[Stored records]
Segment Open
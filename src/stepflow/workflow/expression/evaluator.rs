// SPDX-License-Identifier: MIT

//! Expression evaluator
//!
//! Evaluates a parsed expression against a read-only view of the run state.
//! Member chains borrow from the scope; only computed values are allocated.

use chrono::{DateTime, Utc};
use serde_json::Value;
use std::borrow::Cow;

use super::ast::{BinaryOp, Callee, Expr, LogicalOp, UnaryOp, Variable};
use super::functions::{call_builtin, call_method, call_namespace, type_name};
use super::parser::is_forbidden_member;
use super::value::{
    compare, display_string, json_number, to_number, truthy, type_of, values_equal,
};
use crate::adk::error::EvaluationError;
use crate::stepflow::workflow::state::ExecutionState;

/// The names an expression can see
#[derive(Debug, Clone)]
pub struct Scope<'a> {
    input: &'a Value,
    context: Value,
    steps: Value,
    now: DateTime<Utc>,
}

impl<'a> Scope<'a> {
    pub fn new(input: &'a Value, context: Value, steps: Value, now: DateTime<Utc>) -> Self {
        Self {
            input,
            context,
            steps,
            now,
        }
    }

    /// Snapshot the readable parts of a run
    pub fn from_state(state: &'a ExecutionState) -> Self {
        Self::new(
            &state.input_data,
            Value::Object(state.context.clone()),
            Value::Object(state.step_results.clone()),
            Utc::now(),
        )
    }

    /// Evaluate an expression to an owned value
    pub fn evaluate(&self, expr: &Expr) -> Result<Value, EvaluationError> {
        self.eval(expr).map(Cow::into_owned)
    }

    fn eval<'s>(&'s self, expr: &Expr) -> Result<Cow<'s, Value>, EvaluationError> {
        match expr {
            Expr::Literal(value) => Ok(Cow::Owned(value.clone())),
            Expr::Array(items) => {
                let values = items
                    .iter()
                    .map(|item| self.evaluate(item))
                    .collect::<Result<Vec<_>, _>>()?;
                Ok(Cow::Owned(Value::Array(values)))
            }
            Expr::Variable(variable) => Ok(self.variable(*variable)),
            Expr::Member { object, property } => match self.eval(object)? {
                Cow::Borrowed(value) => Ok(member(value, property)),
                Cow::Owned(value) => Ok(Cow::Owned(member(&value, property).into_owned())),
            },
            Expr::Index { object, index } => {
                let key = self.evaluate(index)?;
                match self.eval(object)? {
                    Cow::Borrowed(value) => index_into(value, &key),
                    Cow::Owned(value) => {
                        index_into(&value, &key).map(|v| Cow::Owned(v.into_owned()))
                    }
                }
            }
            Expr::Call { callee, args } => {
                let values = args
                    .iter()
                    .map(|arg| self.evaluate(arg))
                    .collect::<Result<Vec<_>, _>>()?;
                let result = match callee {
                    Callee::Builtin(name) => call_builtin(name, &values)?,
                    Callee::Namespace(namespace, name) => {
                        call_namespace(*namespace, name, &values, self.now)?
                    }
                    Callee::Method { receiver, name } => {
                        let receiver = self.eval(receiver)?;
                        call_method(&receiver, name, &values)?
                    }
                };
                Ok(Cow::Owned(result))
            }
            Expr::Unary { op, operand } => {
                let value = self.eval(operand)?;
                let result = match op {
                    UnaryOp::Not => Value::Bool(!truthy(&value)),
                    UnaryOp::Neg => json_number(-to_number(&value)?),
                    UnaryOp::Plus => json_number(to_number(&value)?),
                    UnaryOp::TypeOf => Value::String(type_of(&value).to_string()),
                };
                Ok(Cow::Owned(result))
            }
            Expr::Binary { op, left, right } => {
                let l = self.eval(left)?;
                let r = self.eval(right)?;
                binary(*op, &l, &r).map(Cow::Owned)
            }
            Expr::Logical { op, left, right } => {
                let l = self.eval(left)?;
                let take_left = match op {
                    LogicalOp::And => !truthy(&l),
                    LogicalOp::Or => truthy(&l),
                    LogicalOp::Coalesce => !l.is_null(),
                };
                if take_left {
                    Ok(l)
                } else {
                    self.eval(right)
                }
            }
            Expr::Conditional {
                test,
                consequent,
                alternate,
            } => {
                let test = self.eval(test)?;
                if truthy(&test) {
                    self.eval(consequent)
                } else {
                    self.eval(alternate)
                }
            }
        }
    }

    fn variable(&self, variable: Variable) -> Cow<'_, Value> {
        match variable {
            Variable::Input => Cow::Borrowed(self.input),
            Variable::Context => Cow::Borrowed(&self.context),
            Variable::Steps => Cow::Borrowed(&self.steps),
            Variable::Now => Cow::Owned(Value::String(self.now.to_rfc3339())),
            Variable::Today => Cow::Owned(Value::String(self.now.format("%Y-%m-%d").to_string())),
            Variable::Timestamp => Cow::Owned(Value::from(self.now.timestamp())),
        }
    }
}

/// Property access; missing properties read as `null`
fn member<'v>(value: &'v Value, property: &str) -> Cow<'v, Value> {
    match value {
        Value::Object(map) => map
            .get(property)
            .map(Cow::Borrowed)
            .unwrap_or(Cow::Owned(Value::Null)),
        Value::Array(items) if property == "length" => Cow::Owned(Value::from(items.len())),
        Value::String(s) if property == "length" => Cow::Owned(Value::from(s.chars().count())),
        _ => Cow::Owned(Value::Null),
    }
}

fn index_into<'v>(value: &'v Value, key: &Value) -> Result<Cow<'v, Value>, EvaluationError> {
    if let Value::String(name) = key {
        if is_forbidden_member(name) {
            return Err(EvaluationError::Sandbox(name.clone()));
        }
    }
    let position = key
        .as_f64()
        .filter(|n| n.fract() == 0.0 && *n >= 0.0)
        .map(|n| n as usize);

    Ok(match (value, key, position) {
        (Value::Array(items), _, Some(i)) => items
            .get(i)
            .map(Cow::Borrowed)
            .unwrap_or(Cow::Owned(Value::Null)),
        (Value::String(s), _, Some(i)) => Cow::Owned(
            s.chars()
                .nth(i)
                .map(|c| Value::String(c.to_string()))
                .unwrap_or(Value::Null),
        ),
        (Value::Object(_), Value::String(name), _) => member(value, name),
        (Value::Object(_), Value::Number(_), _) => member(value, &display_string(key)),
        (Value::Array(_) | Value::String(_), Value::String(name), _) => member(value, name),
        _ => Cow::Owned(Value::Null),
    })
}

fn binary(op: BinaryOp, l: &Value, r: &Value) -> Result<Value, EvaluationError> {
    let result = match op {
        BinaryOp::Add => {
            if l.is_string() || r.is_string() {
                Value::String(format!("{}{}", display_string(l), display_string(r)))
            } else {
                json_number(to_number(l)? + to_number(r)?)
            }
        }
        BinaryOp::Sub => json_number(to_number(l)? - to_number(r)?),
        BinaryOp::Mul => json_number(to_number(l)? * to_number(r)?),
        BinaryOp::Div => {
            let divisor = to_number(r)?;
            if divisor == 0.0 {
                return Err(EvaluationError::type_error("division by zero"));
            }
            json_number(to_number(l)? / divisor)
        }
        BinaryOp::Rem => {
            let divisor = to_number(r)?;
            if divisor == 0.0 {
                return Err(EvaluationError::type_error("modulo by zero"));
            }
            json_number(to_number(l)? % divisor)
        }
        BinaryOp::Eq => Value::Bool(values_equal(l, r)),
        BinaryOp::NotEq => Value::Bool(!values_equal(l, r)),
        BinaryOp::Lt => Value::Bool(compare(l, r).is_some_and(|o| o.is_lt())),
        BinaryOp::Lte => Value::Bool(compare(l, r).is_some_and(|o| o.is_le())),
        BinaryOp::Gt => Value::Bool(compare(l, r).is_some_and(|o| o.is_gt())),
        BinaryOp::Gte => Value::Bool(compare(l, r).is_some_and(|o| o.is_ge())),
        BinaryOp::Contains => Value::Bool(contains(l, r)?),
        BinaryOp::In => Value::Bool(contains(r, l)?),
    };
    Ok(result)
}

fn contains(haystack: &Value, needle: &Value) -> Result<bool, EvaluationError> {
    match haystack {
        Value::String(s) => Ok(s.contains(display_string(needle).as_str())),
        Value::Array(items) => Ok(items.iter().any(|item| values_equal(item, needle))),
        Value::Object(map) => Ok(map.contains_key(display_string(needle).as_str())),
        Value::Null => Ok(false),
        other => Err(EvaluationError::type_error(format!(
            "cannot search inside {}",
            type_name(other)
        ))),
    }
}

#[cfg(test)]
mod tests {
    use super::*;
    use crate::stepflow::workflow::expression::parser::parse;
    use chrono::TimeZone;
    use serde_json::json;

    fn eval_with(source: &str, input: Value, context: Value, steps: Value) -> Result<Value, EvaluationError> {
        let now = Utc.with_ymd_and_hms(2024, 6, 1, 8, 0, 0).unwrap();
        let scope = Scope::new(&input, context, steps, now);
        scope.evaluate(&parse(source)?)
    }

    fn eval(source: &str) -> Result<Value, EvaluationError> {
        eval_with(
            source,
            json!({"value": 75, "name": "Ada", "items": [1, 2, 3], "nested": {"flag": true}}),
            json!({"count": 2, "tags": ["a", "b"], "empty": null}),
            json!({"fetch": {"status": 200, "body": {"ok": true}}}),
        )
    }

    #[test]
    fn test_comparisons() {
        assert_eq!(eval("$input.value > 50").unwrap(), json!(true));
        assert_eq!(eval("$json.value <= 50").unwrap(), json!(false));
        assert_eq!(eval("$input.name == 'Ada'").unwrap(), json!(true));
        assert_eq!(eval("$input.name === 'Ada'").unwrap(), json!(true));
        assert_eq!(eval("$input.value != 75.0").unwrap(), json!(false));
        assert_eq!(eval("$input.missing > 1").unwrap(), json!(false));
    }

    #[test]
    fn test_member_chains_and_indexing() {
        assert_eq!(eval("$node.fetch.body.ok").unwrap(), json!(true));
        assert_eq!(eval("$steps['fetch'].status").unwrap(), json!(200));
        assert_eq!(eval("$input.items[1]").unwrap(), json!(2));
        assert_eq!(eval("$input.items.length").unwrap(), json!(3));
        assert_eq!(eval("$input.name.length").unwrap(), json!(3));
        assert_eq!(eval("$input.items[10]").unwrap(), Value::Null);
        assert_eq!(eval("$input.missing.deeper").unwrap(), Value::Null);
    }

    #[test]
    fn test_arithmetic() {
        assert_eq!(eval("1 + 2 * 3").unwrap(), json!(7));
        assert_eq!(eval("(1 + 2) * 3").unwrap(), json!(9));
        assert_eq!(eval("7 % 4").unwrap(), json!(3));
        assert_eq!(eval("$context.count / 4").unwrap(), json!(0.5));
        assert_eq!(eval("-$input.value").unwrap(), json!(-75));
        assert_eq!(eval("'n=' + $context.count").unwrap(), json!("n=2"));
        assert!(matches!(eval("1 / 0"), Err(EvaluationError::Type(_))));
        assert!(matches!(eval("$input.items * 2"), Err(EvaluationError::Type(_))));
    }

    #[test]
    fn test_logical_operators_return_operands() {
        assert_eq!(eval("$context.empty ?? 'default'").unwrap(), json!("default"));
        assert_eq!(eval("$context.count ?? 'default'").unwrap(), json!(2));
        assert_eq!(eval("$input.name || 'anon'").unwrap(), json!("Ada"));
        assert_eq!(eval("'' || 'anon'").unwrap(), json!("anon"));
        assert_eq!(eval("$input.nested.flag && $input.value").unwrap(), json!(75));
        assert_eq!(eval("not $input.nested.flag").unwrap(), json!(false));
    }

    #[test]
    fn test_short_circuit_skips_failing_branch() {
        assert_eq!(eval("false && 1 / 0").unwrap(), json!(false));
        assert_eq!(eval("true || 1 / 0").unwrap(), json!(true));
        assert_eq!(eval("true ? 'yes' : 1 / 0").unwrap(), json!("yes"));
    }

    #[test]
    fn test_conditional_tests_borrowed_values() {
        assert_eq!(eval("$input.nested.flag ? $input.name : 'none'").unwrap(), json!("Ada"));
        assert_eq!(eval("$input.missing ? 'set' : $input.items[1]").unwrap(), json!(2));
        assert_eq!(eval("$input.value > 50 ? 'high' : 'low'").unwrap(), json!("high"));
    }

    #[test]
    fn test_contains_and_in() {
        assert_eq!(eval("$context.tags contains 'a'").unwrap(), json!(true));
        assert_eq!(eval("'b' in $context.tags").unwrap(), json!(true));
        assert_eq!(eval("'count' in $context").unwrap(), json!(true));
        assert_eq!(eval("$input.name contains 'd'").unwrap(), json!(true));
        assert!(matches!(eval("1 in 5"), Err(EvaluationError::Type(_))));
    }

    #[test]
    fn test_typeof() {
        assert_eq!(eval("typeof $input.value").unwrap(), json!("number"));
        assert_eq!(eval("typeof $input.name").unwrap(), json!("string"));
        assert_eq!(eval("typeof $context.empty").unwrap(), json!("object"));
    }

    #[test]
    fn test_calls() {
        assert_eq!(eval("len($input.items)").unwrap(), json!(3));
        assert_eq!(eval("Math.max($input.value, 100)").unwrap(), json!(100));
        assert_eq!(eval("sum($input.items)").unwrap(), json!(6));
        assert_eq!(eval("$input.name.toUpperCase()").unwrap(), json!("ADA"));
        assert_eq!(eval("$context.tags.join('-')").unwrap(), json!("a-b"));
        assert_eq!(eval("String.padStart(str($context.count), 3, '0')").unwrap(), json!("002"));
        assert_eq!(eval("$today").unwrap(), json!("2024-06-01"));
        assert_eq!(eval("Date.addDays($today, 1)").unwrap(), json!("2024-06-02T00:00:00+00:00"));
    }

    #[test]
    fn test_array_literals() {
        assert_eq!(eval("[1, 'a', $context.count]").unwrap(), json!([1, "a", 2]));
        assert_eq!(eval("[]").unwrap(), json!([]));
    }

    #[test]
    fn test_runtime_index_cannot_reach_internals() {
        assert!(matches!(
            eval("$input['constructor']"),
            Err(EvaluationError::Sandbox(_))
        ));
        assert!(matches!(
            eval("$input['__proto' + '__']"),
            Err(EvaluationError::Sandbox(_))
        ));
    }

    #[test]
    fn test_from_state_reads_state() {
        let mut state = ExecutionState::new("run", "wf", json!({"value": 10}));
        state.context.insert("limit".into(), json!(5));
        state.step_results.insert("a".into(), json!({"score": 0.9}));
        let scope = Scope::from_state(&state);
        let expr = parse("$input.value > $context.limit && $node.a.score > 0.5").unwrap();
        assert_eq!(scope.evaluate(&expr).unwrap(), json!(true));
    }
}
Segment Closed
Exercise: Return the span of lines in the data above that opens at the line with "parts of a run" and closes at the line with "an owned value", exactly, ends included, nothing else.

Your response:
    /// Snapshot the readable parts of a run
    pub fn from_state(state: &'a ExecutionState) -> Self {
        Self::new(
            &state.input_data,
            Value::Object(state.context.clone()),
            Value::Object(state.step_results.clone()),
            Utc::now(),
        )
    }

    /// Evaluate an expression to an owned value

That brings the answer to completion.